◆ TASK STATEMENT:
An exact copy of the entries is needed, with every line included.

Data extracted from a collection
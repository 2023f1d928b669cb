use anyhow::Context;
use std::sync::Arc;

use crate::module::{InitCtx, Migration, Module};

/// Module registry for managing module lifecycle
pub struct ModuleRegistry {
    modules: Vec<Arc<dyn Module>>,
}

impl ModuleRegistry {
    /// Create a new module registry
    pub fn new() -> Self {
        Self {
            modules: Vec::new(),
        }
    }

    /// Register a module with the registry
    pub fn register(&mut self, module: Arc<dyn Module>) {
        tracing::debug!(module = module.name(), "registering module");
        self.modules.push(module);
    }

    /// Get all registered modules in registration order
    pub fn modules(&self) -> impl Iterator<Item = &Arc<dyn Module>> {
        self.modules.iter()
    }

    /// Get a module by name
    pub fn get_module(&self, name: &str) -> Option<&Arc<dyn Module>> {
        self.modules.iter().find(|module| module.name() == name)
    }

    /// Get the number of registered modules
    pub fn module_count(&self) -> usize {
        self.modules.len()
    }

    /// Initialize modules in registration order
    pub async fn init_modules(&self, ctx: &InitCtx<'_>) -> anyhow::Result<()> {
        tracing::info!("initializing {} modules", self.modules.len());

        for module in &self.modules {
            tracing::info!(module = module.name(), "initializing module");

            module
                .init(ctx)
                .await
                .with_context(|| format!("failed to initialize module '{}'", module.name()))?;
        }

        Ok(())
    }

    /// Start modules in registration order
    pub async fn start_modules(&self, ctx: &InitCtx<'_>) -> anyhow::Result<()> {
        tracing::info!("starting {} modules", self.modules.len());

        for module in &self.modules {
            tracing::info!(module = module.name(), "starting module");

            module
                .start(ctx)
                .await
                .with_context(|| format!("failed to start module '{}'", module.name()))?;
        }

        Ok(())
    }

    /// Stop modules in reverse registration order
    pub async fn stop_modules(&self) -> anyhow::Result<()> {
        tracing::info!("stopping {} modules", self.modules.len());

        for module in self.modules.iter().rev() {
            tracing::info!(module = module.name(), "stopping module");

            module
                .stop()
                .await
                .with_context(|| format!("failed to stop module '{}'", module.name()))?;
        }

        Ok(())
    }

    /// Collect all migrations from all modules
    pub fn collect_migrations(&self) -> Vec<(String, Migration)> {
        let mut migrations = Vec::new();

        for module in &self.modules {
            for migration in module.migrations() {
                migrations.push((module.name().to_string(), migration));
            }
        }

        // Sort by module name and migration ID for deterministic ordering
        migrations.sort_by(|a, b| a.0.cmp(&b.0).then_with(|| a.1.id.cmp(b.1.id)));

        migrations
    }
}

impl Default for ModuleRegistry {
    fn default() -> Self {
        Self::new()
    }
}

◆ SOLUTION TO THIS EXERCISE:
repository 2023f1d928b669cb
use anyhow::Context;
use std::sync::Arc;

use crate::module::{InitCtx, Migration, Module};

/// Module registry for managing module lifecycle
pub struct ModuleRegistry {
    modules: Vec<Arc<dyn Module>>,
}

impl ModuleRegistry {
    /// Create a new module registry
    pub fn new() -> Self {
        Self {
            modules: Vec::new(),
        }
    }

    /// Register a module with the registry
    pub fn register(&mut self, module: Arc<dyn Module>) {
        tracing::debug!(module = module.name(), "registering module");
        self.modules.push(module);
    }

    /// Get all registered modules in registration order
    pub fn modules(&self) -> impl Iterator<Item = &Arc<dyn Module>> {
        self.modules.iter()
    }

    /// Get a module by name
    pub fn get_module(&self, name: &str) -> Option<&Arc<dyn Module>> {
        self.modules.iter().find(|module| module.name() == name)
    }

    /// Get the number of registered modules
    pub fn module_count(&self) -> usize {
        self.modules.len()
    }

    /// Initialize modules in registration order
    pub async fn init_modules(&self, ctx: &InitCtx<'_>) -> anyhow::Result<()> {
        tracing::info!("initializing {} modules", self.modules.len());

        for module in &self.modules {
            tracing::info!(module = module.name(), "initializing module");

            module
                .init(ctx)
                .await
                .with_context(|| format!("failed to initialize module '{}'", module.name()))?;
        }

        Ok(())
    }

    /// Start modules in registration order
    pub async fn start_modules(&self, ctx: &InitCtx<'_>) -> anyhow::Result<()> {
        tracing::info!("starting {} modules", self.modules.len());

        for module in &self.modules {
            tracing::info!(module = module.name(), "starting module");

            module
                .start(ctx)
                .await
                .with_context(|| format!("failed to start module '{}'", module.name()))?;
        }

        Ok(())
    }

    /// Stop modules in reverse registration order
    pub async fn stop_modules(&self) -> anyhow::Result<()> {
        tracing::info!("stopping {} modules", self.modules.len());

        for module in self.modules.iter().rev() {
            tracing::info!(module = module.name(), "stopping module");

            module
                .stop()
                .await
                .with_context(|| format!("failed to stop module '{}'", module.name()))?;
        }

        Ok(())
    }

    /// Collect all migrations from all modules
    pub fn collect_migrations(&self) -> Vec<(String, Migration)> {
        let mut migrations = Vec::new();

        for module in &self.modules {
            for migration in module.migrations() {
                migrations.push((module.name().to_string(), migration));
            }
        }

        // Sort by module name and migration ID for deterministic ordering
        migrations.sort_by(|a, b| a.0.cmp(&b.0).then_with(|| a.1.id.cmp(b.1.id)));

        migrations
    }
}

impl Default for ModuleRegistry {
    fn default() -> Self {
        Self::new()
    }
}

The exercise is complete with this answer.